Experimental program
Comparison scheme
Effect test

Embodiment 1

[0054] Embodiment 1 nested RT-PCR detection method

[0055] (1) Nested RT-PCR primers and primer sequences involved in the present invention.

[0056] 1. The first set of nested RR-PCR primers and primer sequences:

[0057] SEQ ID NO: 1: GTGGAGAATGGGCTGTCTCTT;

[0058] SEQ ID NO: 2: GGCCTGTACGACCAAATCTAC;

[0059] SEQ ID NO: 3: CCACATTGCCTAGCGAGACAT;

[0060] SEQ ID NO: 4: AGCCTGAGTCGGTCTTGATGT.

[0061] SEQ ID NO: 1-4 are respectively located at 50-70, 80-100, 1128-1148, 1050-1070 nucleotide positions of SEQ ID NO: 25.

[0062] The first round of RT-PCR uses primers SEQ ID NO: 1 and 3, and the expected size of the product is 1099bp;

[0063] The second round of nested PCR used primers SEQ ID NO: 2 and 4, and the expected size of the product was 991 bp.

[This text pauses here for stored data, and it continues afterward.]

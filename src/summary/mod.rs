//! Mood summarization collaborator.
//!
//! The summarizer is an opaque function: vote data in, a short textual
//! summary plus an optional team-building tip out. Failures never reach the
//! reveal flow; the lifecycle controller substitutes [`fallback_summary`].

pub mod gemini;

pub use gemini::GeminiSummarizer;

use crate::aggregate;
use crate::session::Session;
use crate::theme::{self, ThemeType};
use async_trait::async_trait;
use serde::{Deserialize, Serialize};
use thiserror::Error;

#[derive(Debug, Error)]
pub enum SummaryError {
    #[error("API error: {0}")]
    Api(String),

    #[error("HTTP error: {0}")]
    Http(#[from] reqwest::Error),

    #[error("malformed summarizer output: {0}")]
    Malformed(String),
}

/// One vote as the summarizer sees it: resolved label plus free text.
#[derive(Debug, Clone, Serialize, PartialEq, Eq)]
pub struct VoteDigest {
    pub mood: String,
    pub reason: String,
    pub kudos: String,
}

/// Everything the summarizer needs about a session.
#[derive(Debug, Clone)]
pub struct SummaryRequest {
    pub theme: ThemeType,
    pub session_name: String,
    pub votes: Vec<VoteDigest>,
    /// Non-empty kudos strings, in vote order.
    pub kudos: Vec<String>,
    /// Fraction of votes with sentiment value below 0.5; above 0.5 the
    /// summarizer is expected to add an actionable tip.
    pub low_mood_share: f32,
}

impl SummaryRequest {
    pub fn from_session(session: &Session) -> Self {
        let options = session.theme_options();
        let breakdown = aggregate::aggregate(session);

        let votes = session
            .votes
            .iter()
            .map(|v| VoteDigest {
                mood: theme::find(options, &v.mood_id)
                    .map_or_else(|| "Unknown".to_string(), |o| o.label.clone()),
                reason: v
                    .reason
                    .clone()
                    .unwrap_or_else(|| "No reason provided".to_string()),
                kudos: v.kudos.clone().unwrap_or_default(),
            })
            .collect();

        Self {
            theme: session.theme_type,
            session_name: session.name.clone(),
            votes,
            kudos: breakdown.kudos,
            low_mood_share: breakdown.low_mood_share,
        }
    }
}

/// Structured summarizer output.
#[derive(Debug, Clone, PartialEq, Eq, Serialize, Deserialize)]
#[serde(rename_all = "camelCase")]
pub struct MoodSummary {
    pub summary: String,
    pub dominant_vibe: String,
    #[serde(default, skip_serializing_if = "Option::is_none")]
    pub actionable_tip: Option<String>,
}

/// Fixed payload substituted whenever the summarizer fails or times out.
pub fn fallback_summary() -> MoodSummary {
    MoodSummary {
        summary: "The team's vibe is mysterious today! Technical clouds may be \
                  obscuring our view, but the collective energy remains unique."
            .to_string(),
        dominant_vibe: "Mysterious".to_string(),
        actionable_tip: Some(
            "Maybe take a 5-minute break to grab a coffee and sync up?".to_string(),
        ),
    }
}

#[async_trait]
pub trait Summarizer: Send + Sync {
    async fn summarize(&self, request: &SummaryRequest) -> Result<MoodSummary, SummaryError>;
}

#[cfg(test)]
mod tests {
    use super::*;
    use crate::session::Vote;

    #[test]
    fn test_request_resolves_labels_and_defaults() {
        let mut session = Session::new("Retro", ThemeType::Emoji, 5);
        session.votes = vec![
            Vote::new("ana", "1").with_reason("Shipped it"),
            Vote::new("bob", "ghost").with_kudos("Ana rocks"),
        ];

        let request = SummaryRequest::from_session(&session);
        assert_eq!(
            request.votes[0],
            VoteDigest {
                mood: "Stoked".to_string(),
                reason: "Shipped it".to_string(),
                kudos: String::new(),
            }
        );
        assert_eq!(request.votes[1].mood, "Unknown");
        assert_eq!(request.votes[1].reason, "No reason provided");
        assert_eq!(request.kudos, vec!["Ana rocks"]);
    }

    #[test]
    fn test_fallback_summary_is_non_empty() {
        let fallback = fallback_summary();
        assert!(!fallback.summary.is_empty());
        assert!(!fallback.dominant_vibe.is_empty());
        assert!(fallback.actionable_tip.is_some());
    }

    #[test]
    fn test_mood_summary_wire_shape() {
        let parsed: MoodSummary = serde_json::from_str(
            r#"{"summary":"Sunny overall.","dominantVibe":"Sunny"}"#,
        )
        .unwrap();
        assert_eq!(parsed.dominant_vibe, "Sunny");
        assert!(parsed.actionable_tip.is_none());
    }
}
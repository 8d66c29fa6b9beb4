//! Mood taxonomy: the static catalog of mood options per theme.
//!
//! Built-in themes (`emoji`, `weather`) are fixed tables; `custom` themes
//! supply their options on the session itself. Mood ids that resolve to no
//! option degrade to a neutral placeholder rather than failing.

use once_cell::sync::Lazy;
use serde::{Deserialize, Serialize};

/// Which option catalog a session votes against.
#[derive(Debug, Clone, Copy, PartialEq, Eq, Serialize, Deserialize)]
#[serde(rename_all = "lowercase")]
pub enum ThemeType {
    Emoji,
    Weather,
    Custom,
}

impl ThemeType {
    pub fn id(self) -> &'static str {
        match self {
            ThemeType::Emoji => "emoji",
            ThemeType::Weather => "weather",
            ThemeType::Custom => "custom",
        }
    }
}

impl std::fmt::Display for ThemeType {
    fn fmt(&self, f: &mut std::fmt::Formatter<'_>) -> std::fmt::Result {
        f.write_str(self.id())
    }
}

/// One selectable mood. `value` encodes sentiment polarity in `[0, 1]`,
/// 1.0 being the most positive.
#[derive(Debug, Clone, PartialEq, Serialize, Deserialize)]
pub struct MoodOption {
    pub id: String,
    pub label: String,
    pub icon: String,
    pub value: f32,
}

impl MoodOption {
    fn new(id: &str, label: &str, icon: &str, value: f32) -> Self {
        Self {
            id: id.to_string(),
            label: label.to_string(),
            icon: icon.to_string(),
            value,
        }
    }

    /// Neutral placeholder for mood ids that match no catalog entry.
    /// The raw id is preserved for display and counting.
    pub fn unknown(id: &str) -> Self {
        Self::new(id, "Unknown", "🤔", 0.5)
    }
}

pub static EMOJI_THEME: Lazy<Vec<MoodOption>> = Lazy::new(|| {
    vec![
        MoodOption::new("1", "Stoked", "🤩", 1.0),
        MoodOption::new("2", "Good", "🙂", 0.8),
        MoodOption::new("3", "Meh", "😐", 0.5),
        MoodOption::new("4", "Melting", "🫠", 0.3),
        MoodOption::new("5", "Mind Blown", "🤯", 0.2),
        MoodOption::new("6", "Sleeping", "😴", 0.1),
    ]
});

pub static WEATHER_THEME: Lazy<Vec<MoodOption>> = Lazy::new(|| {
    vec![
        MoodOption::new("w1", "Sunny", "☀️", 1.0),
        MoodOption::new("w2", "Partly Cloudy", "⛅", 0.7),
        MoodOption::new("w3", "Foggy", "🌫️", 0.4),
        MoodOption::new("w4", "Rainy", "🌧️", 0.3),
        MoodOption::new("w5", "Thunderstorm", "⛈️", 0.1),
        MoodOption::new("w6", "Snowy", "❄️", 0.5),
    ]
});

/// Resolve the option catalog for a theme. Custom themes draw from the
/// session-supplied list; a custom theme with no options is an empty catalog.
pub fn options_for(theme: ThemeType, custom: Option<&[MoodOption]>) -> &[MoodOption] {
    match theme {
        ThemeType::Emoji => EMOJI_THEME.as_slice(),
        ThemeType::Weather => WEATHER_THEME.as_slice(),
        ThemeType::Custom => custom.unwrap_or(&[]),
    }
}

/// Look up an option by id within a catalog.
pub fn find<'a>(options: &'a [MoodOption], id: &str) -> Option<&'a MoodOption> {
    options.iter().find(|o| o.id == id)
}
//! The session store: single source of truth for session history.
//!
//! An explicit object with a defined lifecycle, created from the persisted
//! snapshot at startup and surrendering it at shutdown; never an ambient
//! singleton. Mutations replace whole session records, so the store is the
//! serialization point for vote arrivals within a process.
//!
//! Local mutations never fail observably: mirror write errors are logged and
//! absorbed, matching the best-effort-local-persistence contract.

use crate::session::{Mirror, Session, SessionStatus, Vote, reconcile};
use crate::summary::MoodSummary;

pub struct SessionStore {
    sessions: Vec<Session>,
    mirror: Option<Mirror>,
}

impl SessionStore {
    /// Create a store hydrated from the persisted mirror. A mirror read
    /// failure starts with an empty history rather than failing startup.
    pub fn initialize(mirror: Option<Mirror>) -> Self {
        let sessions = match &mirror {
            Some(m) => match m.load() {
                Ok(sessions) => sessions,
                Err(e) => {
                    tracing::warn!("Failed to load persisted history: {e}");
                    Vec::new()
                }
            },
            None => Vec::new(),
        };
        Self { sessions, mirror }
    }

    /// Create a store from an in-memory snapshot, with no persistence.
    pub fn from_snapshot(sessions: Vec<Session>) -> Self {
        Self {
            sessions,
            mirror: None,
        }
    }

    /// Tear down the store, returning the final snapshot.
    pub fn shutdown(self) -> Vec<Session> {
        self.sessions
    }

    pub fn get(&self, id: &str) -> Option<&Session> {
        self.sessions.iter().find(|s| s.id == id)
    }

    pub fn contains(&self, id: &str) -> bool {
        self.get(id).is_some()
    }

    /// All sessions, newest first.
    pub fn sessions(&self) -> &[Session] {
        &self.sessions
    }

    pub fn len(&self) -> usize {
        self.sessions.len()
    }

    pub fn is_empty(&self) -> bool {
        self.sessions.is_empty()
    }

    /// Insert a session at the front of the history, or replace the record
    /// with the same id in place.
    pub fn upsert(&mut self, session: Session) {
        if let Some(existing) = self.sessions.iter_mut().find(|s| s.id == session.id) {
            *existing = session;
        } else {
            self.sessions.insert(0, session);
        }
        self.persist();
    }

    /// Replace the whole history with a freshly fetched remote snapshot.
    pub fn seed(&mut self, sessions: Vec<Session>) {
        self.sessions = sessions;
        self.persist();
    }

    /// Merge a vote into a session through the reconciler. Returns false when
    /// the session is unknown.
    pub fn apply_vote(&mut self, session_id: &str, vote: Vote) -> bool {
        let Some(session) = self.sessions.iter_mut().find(|s| s.id == session_id) else {
            return false;
        };
        let votes = std::mem::take(&mut session.votes);
        session.votes = reconcile(votes, vote);
        self.persist();
        true
    }

    /// Apply a completed reveal: transition to `Revealing` and attach the
    /// summary fields. Returns the updated record for remote propagation.
    pub fn apply_reveal(&mut self, session_id: &str, summary: &MoodSummary) -> Option<Session> {
        let session = self.sessions.iter_mut().find(|s| s.id == session_id)?;
        session.status = SessionStatus::Revealing;
        session.ai_summary = Some(summary.summary.clone());
        session.ai_action = summary.actionable_tip.clone();
        let updated = session.clone();
        self.persist();
        Some(updated)
    }

    /// Drop the entire history. Irreversible; no soft-delete.
    pub fn clear(&mut self) {
        self.sessions.clear();
        self.persist();
    }

    fn persist(&self) {
        if let Some(mirror) = &self.mirror
            && let Err(e) = mirror.save(&self.sessions)
        {
            tracing::warn!("Failed to persist history mirror: {e}");
        }
    }
}

#[cfg(test)]
mod tests {
    use super::*;
    use crate::summary::MoodSummary;
    use crate::theme::ThemeType;
    use tempfile::tempdir;

    fn store() -> SessionStore {
        SessionStore::from_snapshot(Vec::new())
    }

    #[test]
    fn test_upsert_inserts_newest_first() {
        let mut store = store();
        let first = Session::new("One", ThemeType::Emoji, 5);
        let second = Session::new("Two", ThemeType::Emoji, 5);
        store.upsert(first.clone());
        store.upsert(second.clone());

        assert_eq!(store.sessions()[0].id, second.id);
        assert_eq!(store.sessions()[1].id, first.id);
    }

    #[test]
    fn test_upsert_replaces_in_place() {
        let mut store = store();
        let mut session = Session::new("One", ThemeType::Emoji, 5);
        store.upsert(session.clone());

        session.name = "Renamed".to_string();
        store.upsert(session.clone());

        assert_eq!(store.len(), 1);
        assert_eq!(store.get(&session.id).unwrap().name, "Renamed");
    }

    #[test]
    fn test_apply_vote_deduplicates_by_nickname() {
        let mut store = store();
        let session = Session::new("Retro", ThemeType::Emoji, 5);
        let id = session.id.clone();
        store.upsert(session);

        assert!(store.apply_vote(&id, Vote::new("ana", "1")));
        assert!(store.apply_vote(&id, Vote::new("ana", "6")));

        let votes = &store.get(&id).unwrap().votes;
        assert_eq!(votes.len(), 1);
        assert_eq!(votes[0].mood_id, "6");
    }

    #[test]
    fn test_apply_vote_unknown_session() {
        let mut store = store();
        assert!(!store.apply_vote("NOPE42", Vote::new("ana", "1")));
    }

    #[test]
    fn test_apply_reveal_sets_status_and_summary() {
        let mut store = store();
        let session = Session::new("Retro", ThemeType::Weather, 5);
        let id = session.id.clone();
        store.upsert(session);
        store.apply_vote(&id, Vote::new("ana", "w1"));

        let summary = MoodSummary {
            summary: "Clear skies all around.".to_string(),
            dominant_vibe: "Sunny".to_string(),
            actionable_tip: Some("Keep the momentum.".to_string()),
        };
        let updated = store.apply_reveal(&id, &summary).unwrap();

        assert_eq!(updated.status, SessionStatus::Revealing);
        assert_eq!(updated.ai_summary.as_deref(), Some("Clear skies all around."));
        assert_eq!(updated.ai_action.as_deref(), Some("Keep the momentum."));
        assert_eq!(store.get(&id).unwrap().status, SessionStatus::Revealing);
    }

    #[test]
    fn test_clear_empties_history() {
        let mut store = store();
        store.upsert(Session::new("One", ThemeType::Emoji, 5));
        store.clear();
        assert!(store.is_empty());
    }

    #[test]
    fn test_initialize_and_shutdown_round_trip_through_mirror() {
        let dir = tempdir().unwrap();
        let path = dir.path().join("history.db");

        {
            let mirror = Mirror::open(&path).unwrap();
            let mut store = SessionStore::initialize(Some(mirror));
            let session = Session::new("Persisted", ThemeType::Emoji, 5);
            let id = session.id.clone();
            store.upsert(session);
            store.apply_vote(&id, Vote::new("ana", "2"));
        }

        let mirror = Mirror::open(&path).unwrap();
        let store = SessionStore::initialize(Some(mirror));
        assert_eq!(store.len(), 1);
        let snapshot = store.shutdown();
        assert_eq!(snapshot[0].votes.len(), 1);
    }

    #[test]
    fn test_seed_replaces_history() {
        let mut store = store();
        store.upsert(Session::new("Local", ThemeType::Emoji, 5));
        let remote = vec![
            Session::new("Remote A", ThemeType::Weather, 5),
            Session::new("Remote B", ThemeType::Weather, 5),
        ];
        store.seed(remote.clone());
        assert_eq!(store.sessions(), remote.as_slice());
    }
}
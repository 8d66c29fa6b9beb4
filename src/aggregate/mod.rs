//! Aggregation engine: per-mood counts, dominant mood, kudos extraction.

use crate::session::Session;
use crate::theme::{self, MoodOption};
use std::collections::HashMap;

/// Aggregate view of a session's votes.
#[derive(Debug, Clone, PartialEq)]
pub struct MoodBreakdown {
    /// Tally per raw mood id. Unknown ids are counted under their raw string.
    pub counts: HashMap<String, usize>,
    /// The winning mood, resolved against the session's theme. `None` when
    /// there are no votes; callers render a neutral placeholder.
    pub dominant: Option<MoodOption>,
    /// All non-empty kudos, trimmed, in vote order. Display caps are a
    /// presentation concern.
    pub kudos: Vec<String>,
    /// Mean sentiment value across votes; 0.0 when there are no votes.
    pub mean_value: f32,
    /// Fraction of votes whose resolved value is below 0.5. Drives the
    /// summarizer's nudge condition.
    pub low_mood_share: f32,
}

/// Compute the aggregate view of a session.
///
/// Tie-break: the dominant mood is the first mood id to reach the maximum
/// count in vote arrival order, independent of map iteration order.
pub fn aggregate(session: &Session) -> MoodBreakdown {
    let options = session.theme_options();

    let mut counts: HashMap<String, usize> = HashMap::new();
    let mut best: Option<(String, usize)> = None;
    let mut kudos = Vec::new();
    let mut value_sum = 0.0f32;
    let mut low_count = 0usize;

    for vote in &session.votes {
        let count = counts.entry(vote.mood_id.clone()).or_insert(0);
        *count += 1;
        // Strictly-greater keeps the earlier id on ties.
        if best.as_ref().is_none_or(|(_, max)| *count > *max) {
            best = Some((vote.mood_id.clone(), *count));
        }

        if let Some(k) = &vote.kudos {
            let trimmed = k.trim();
            if !trimmed.is_empty() {
                kudos.push(trimmed.to_string());
            }
        }

        let value = theme::find(options, &vote.mood_id)
            .map_or_else(|| MoodOption::unknown(&vote.mood_id).value, |o| o.value);
        value_sum += value;
        if value < 0.5 {
            low_count += 1;
        }
    }

    let total = session.votes.len();
    let dominant = best.map(|(id, _)| {
        theme::find(options, &id)
            .cloned()
            .unwrap_or_else(|| MoodOption::unknown(&id))
    });

    MoodBreakdown {
        counts,
        dominant,
        kudos,
        mean_value: if total == 0 { 0.0 } else { value_sum / total as f32 },
        low_mood_share: if total == 0 {
            0.0
        } else {
            low_count as f32 / total as f32
        },
    }
}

[0064] 2. The second set of nested RT-PCR primers and primer sequences:

[0065] SEQ ID NO: 5: GGGCAAAGTGCCTTCTAGATG;

[0066] SEQ ID NO: 6: CATTGCCATCTCTGATGATCC;

[0067] SEQ ID NO: 7: CTTAGACTTGTCCTCCAGACT;

[00...

Embodiment 2

[0154] Example 2 Sample hybridization detection (Dot blot detection)

[0155] (1) main reagent involved in the experiment of the present invention

[0156] 1. Reverse transcriptase PrimeScript RTase and Buffer ( One StepRT-PCR Kit Ver.2), purchased from Bao Biological Engineering (Dalian) Co., Ltd.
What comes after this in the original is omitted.